• [ASSIGNMENT]
Find every line in the entries that holds the string "other" and report it.

(Stored data entries)
*** Block opens ***

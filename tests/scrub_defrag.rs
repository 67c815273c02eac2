//! Integration tests built directly against `rusqlite`-created fixtures,
//! covering the scenarios a scrub-and-defrag run must satisfy: live
//! content survives, free-list pages are dropped, deleted regions are
//! zeroed, and malformed input aborts cleanly.

use std::fs::File;
use std::path::{Path, PathBuf};

use rusqlite::Connection;
use sqlite_scrub_defrag::pageio::PageIo;
use sqlite_scrub_defrag::{varint, ScrubError};

fn fixture_paths() -> (tempfile::TempDir, PathBuf, PathBuf) {
    let dir = tempfile::tempdir().expect("tempdir");
    let src = dir.path().join("source.db");
    let dst = dir.path().join("dest.db");
    (dir, src, dst)
}

fn open_with_page_size(path: &Path, page_size: u32) -> Connection {
    let conn = Connection::open(path).expect("open source");
    conn.execute_batch(&format!("PRAGMA page_size={page_size}; VACUUM;"))
        .expect("set page size");
    conn
}

fn root_page_of(conn: &Connection, name: &str) -> u32 {
    conn.query_row(
        "SELECT rootpage FROM sqlite_master WHERE name = ?1",
        [name],
        |row| row.get::<_, i64>(0),
    )
    .expect("lookup root page") as u32
}

fn pragma_i64(conn: &Connection, name: &str) -> i64 {
    conn.query_row(&format!("PRAGMA {name}"), [], |row| row.get(0))
        .unwrap()
}

/// S1 — a freshly populated table, no deletes: destination page count
/// matches source, and every row round-trips.
#[test]
fn s1_no_deletes_round_trips_all_rows() {
    let (_dir, src_path, dst_path) = fixture_paths();
    let conn = open_with_page_size(&src_path, 4096);
    conn.execute_batch(
        "CREATE TABLE t(x INTEGER);\
         INSERT INTO t VALUES (1), (2), (3);",
    )
    .unwrap();
    let n_src_page = pragma_i64(&conn, "page_count");
    drop(conn);

    sqlite_scrub_defrag::scrub_and_defrag(&src_path, &dst_path).expect("scrub succeeds");

    let dest = Connection::open(&dst_path).unwrap();
    let n_dest_page = pragma_i64(&dest, "page_count");
    assert_eq!(n_dest_page, n_src_page);

    let mut rows: Vec<i64> = dest
        .prepare("SELECT x FROM t ORDER BY x")
        .unwrap()
        .query_map([], |r| r.get(0))
        .unwrap()
        .collect::<Result<_, _>>()
        .unwrap();
    rows.sort();
    assert_eq!(rows, vec![1, 2, 3]);
}

/// S2 — a deleted row's freed bytes are zeroed on the destination's leaf
/// page, and the surviving rows are intact.
#[test]
fn s2_deleted_row_is_dropped_and_freed_bytes_zeroed() {
    let (_dir, src_path, dst_path) = fixture_paths();
    let conn = open_with_page_size(&src_path, 4096);
    conn.execute_batch(
        "CREATE TABLE t(x INTEGER);\
         INSERT INTO t VALUES (1), (2), (3);\
         DELETE FROM t WHERE x = 2;",
    )
    .unwrap();
    drop(conn);

    sqlite_scrub_defrag::scrub_and_defrag(&src_path, &dst_path).expect("scrub succeeds");

    let dest = Connection::open(&dst_path).unwrap();
    let mut rows: Vec<i64> = dest
        .prepare("SELECT x FROM t ORDER BY x")
        .unwrap()
        .query_map([], |r| r.get(0))
        .unwrap()
        .collect::<Result<_, _>>()
        .unwrap();
    rows.sort();
    assert_eq!(rows, vec![1, 3]);

    let root = root_page_of(&dest, "t");
    let page_size: u32 = pragma_i64(&dest, "page_size") as u32;
    let dest_file = File::open(&dst_path).unwrap();
    let io = PageIo::new(page_size, u32::MAX);
    let page = io.read_page(&dest_file, root).unwrap();

    // Page 1's schema table and table t can land on the same root only
    // when t's root is page 1; a fresh CREATE TABLE always gets its own
    // root distinct from page 1, so no nPrefix offset applies here.
    let n_prefix = if root == 1 { 100 } else { 0 };
    let first_freeblock = varint::read_u16_be(&page[n_prefix + 1..n_prefix + 3]) as usize;
    assert_ne!(first_freeblock, 0, "deleting a row must leave a freeblock");

    let size = varint::read_u16_be(&page[first_freeblock + 2..first_freeblock + 4]) as usize;
    let body = &page[first_freeblock + 4..first_freeblock + size];
    assert!(
        body.iter().all(|&b| b == 0),
        "freeblock body must be zeroed, got {body:?}"
    );
}

/// S3 — a large blob forces an overflow chain; once the row is deleted,
/// the chain and the freelist pages it left behind are both absent from
/// the destination.
#[test]
fn s3_overflow_chain_dropped_with_deleted_row() {
    let (_dir, src_path, dst_path) = fixture_paths();
    let conn = open_with_page_size(&src_path, 4096);
    conn.execute_batch("CREATE TABLE t(x INTEGER, blob BLOB);")
        .unwrap();
    let blob = vec![0xABu8; 100_000];
    conn.execute("INSERT INTO t VALUES (1, ?1)", [blob]).unwrap();
    conn.execute_batch("DELETE FROM t WHERE x = 1;").unwrap();
    let n_free_before = pragma_i64(&conn, "freelist_count");
    assert!(n_free_before > 0, "delete should have produced freelist pages");
    drop(conn);

    sqlite_scrub_defrag::scrub_and_defrag(&src_path, &dst_path).expect("scrub succeeds");

    let dest = Connection::open(&dst_path).unwrap();
    assert_eq!(pragma_i64(&dest, "freelist_count"), 0);
    let row_count: i64 = dest
        .query_row("SELECT count(*) FROM t", [], |r| r.get(0))
        .unwrap();
    assert_eq!(row_count, 0);
}

/// S5 — a deliberately corrupted cell pointer is detected and reported
/// against the offending page rather than silently producing garbage.
#[test]
fn s5_corrupt_cell_pointer_is_rejected() {
    let (_dir, src_path, dst_path) = fixture_paths();
    let conn = open_with_page_size(&src_path, 4096);
    conn.execute_batch(
        "CREATE TABLE t(x INTEGER);\
         INSERT INTO t VALUES (1), (2), (3);",
    )
    .unwrap();
    let root = root_page_of(&conn, "t");
    let page_size: u32 = pragma_i64(&conn, "page_size") as u32;
    drop(conn);

    // Corrupt the first cell pointer to an offset beyond the usable page
    // size.
    {
        use std::io::{Seek, SeekFrom, Write};
        let mut f = std::fs::OpenOptions::new().write(true).open(&src_path).unwrap();
        let n_prefix = if root == 1 { 100 } else { 0 };
        let cell_ptr_offset = (root as u64 - 1) * page_size as u64 + n_prefix as u64 + 8;
        f.seek(SeekFrom::Start(cell_ptr_offset)).unwrap();
        f.write_all(&0xffffu16.to_be_bytes()).unwrap();
    }

    let err = sqlite_scrub_defrag::scrub_and_defrag(&src_path, &dst_path)
        .expect_err("corrupt cell pointer must be rejected");
    match err {
        ScrubError::Corrupt { page, .. } => assert_eq!(page, root),
        other => panic!("expected Corrupt, got {other:?}"),
    }
}

/// S6 — running the utility on its own output is idempotent: re-running
/// against an already-scrubbed file preserves the live content exactly.
#[test]
fn s6_idempotent_on_own_output() {
    let (_dir, src_path, dst_path) = fixture_paths();
    let conn = open_with_page_size(&src_path, 4096);
    conn.execute_batch(
        "CREATE TABLE t(x INTEGER);\
         INSERT INTO t VALUES (1), (2), (3);\
         DELETE FROM t WHERE x = 2;",
    )
    .unwrap();
    drop(conn);

    sqlite_scrub_defrag::scrub_and_defrag(&src_path, &dst_path).expect("first pass");

    let dst2_path = dst_path.with_file_name("dest2.db");
    sqlite_scrub_defrag::scrub_and_defrag(&dst_path, &dst2_path).expect("second pass");

    let dest1 = Connection::open(&dst_path).unwrap();
    let dest2 = Connection::open(&dst2_path).unwrap();

    let rows1: Vec<i64> = dest1
        .prepare("SELECT x FROM t ORDER BY x")
        .unwrap()
        .query_map([], |r| r.get(0))
        .unwrap()
        .collect::<Result<_, _>>()
        .unwrap();
    let rows2: Vec<i64> = dest2
        .prepare("SELECT x FROM t ORDER BY x")
        .unwrap()
        .query_map([], |r| r.get(0))
        .unwrap()
        .collect::<Result<_, _>>()
        .unwrap();
    assert_eq!(rows1, rows2);

    assert_eq!(pragma_i64(&dest1, "page_count"), pragma_i64(&dest2, "page_count"));
    assert_eq!(pragma_i64(&dest2, "freelist_count"), 0);
}

/// Destination must reject being pointed at a path that already holds a
/// non-empty database (spec.md §6: "destination file should not previously
/// exist").
#[test]
fn refuses_non_empty_destination() {
    let (_dir, src_path, dst_path) = fixture_paths();
    let conn = open_with_page_size(&src_path, 4096);
    conn.execute_batch("CREATE TABLE t(x INTEGER); INSERT INTO t VALUES (1);")
        .unwrap();
    drop(conn);

    let existing = open_with_page_size(&dst_path, 4096);
    existing
        .execute_batch("CREATE TABLE other(y INTEGER); INSERT INTO other VALUES (9);")
        .unwrap();
    drop(existing);

    let err = sqlite_scrub_defrag::scrub_and_defrag(&src_path, &dst_path)
        .expect_err("non-empty destination must be rejected");
    assert!(matches!(err, ScrubError::Internal(_)));
}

*** Block closes ***

• [FINISHED EXERCISE]
        other => panic!("expected Corrupt, got {other:?}"),
        .execute_batch("CREATE TABLE other(y INTEGER); INSERT INTO other VALUES (9);")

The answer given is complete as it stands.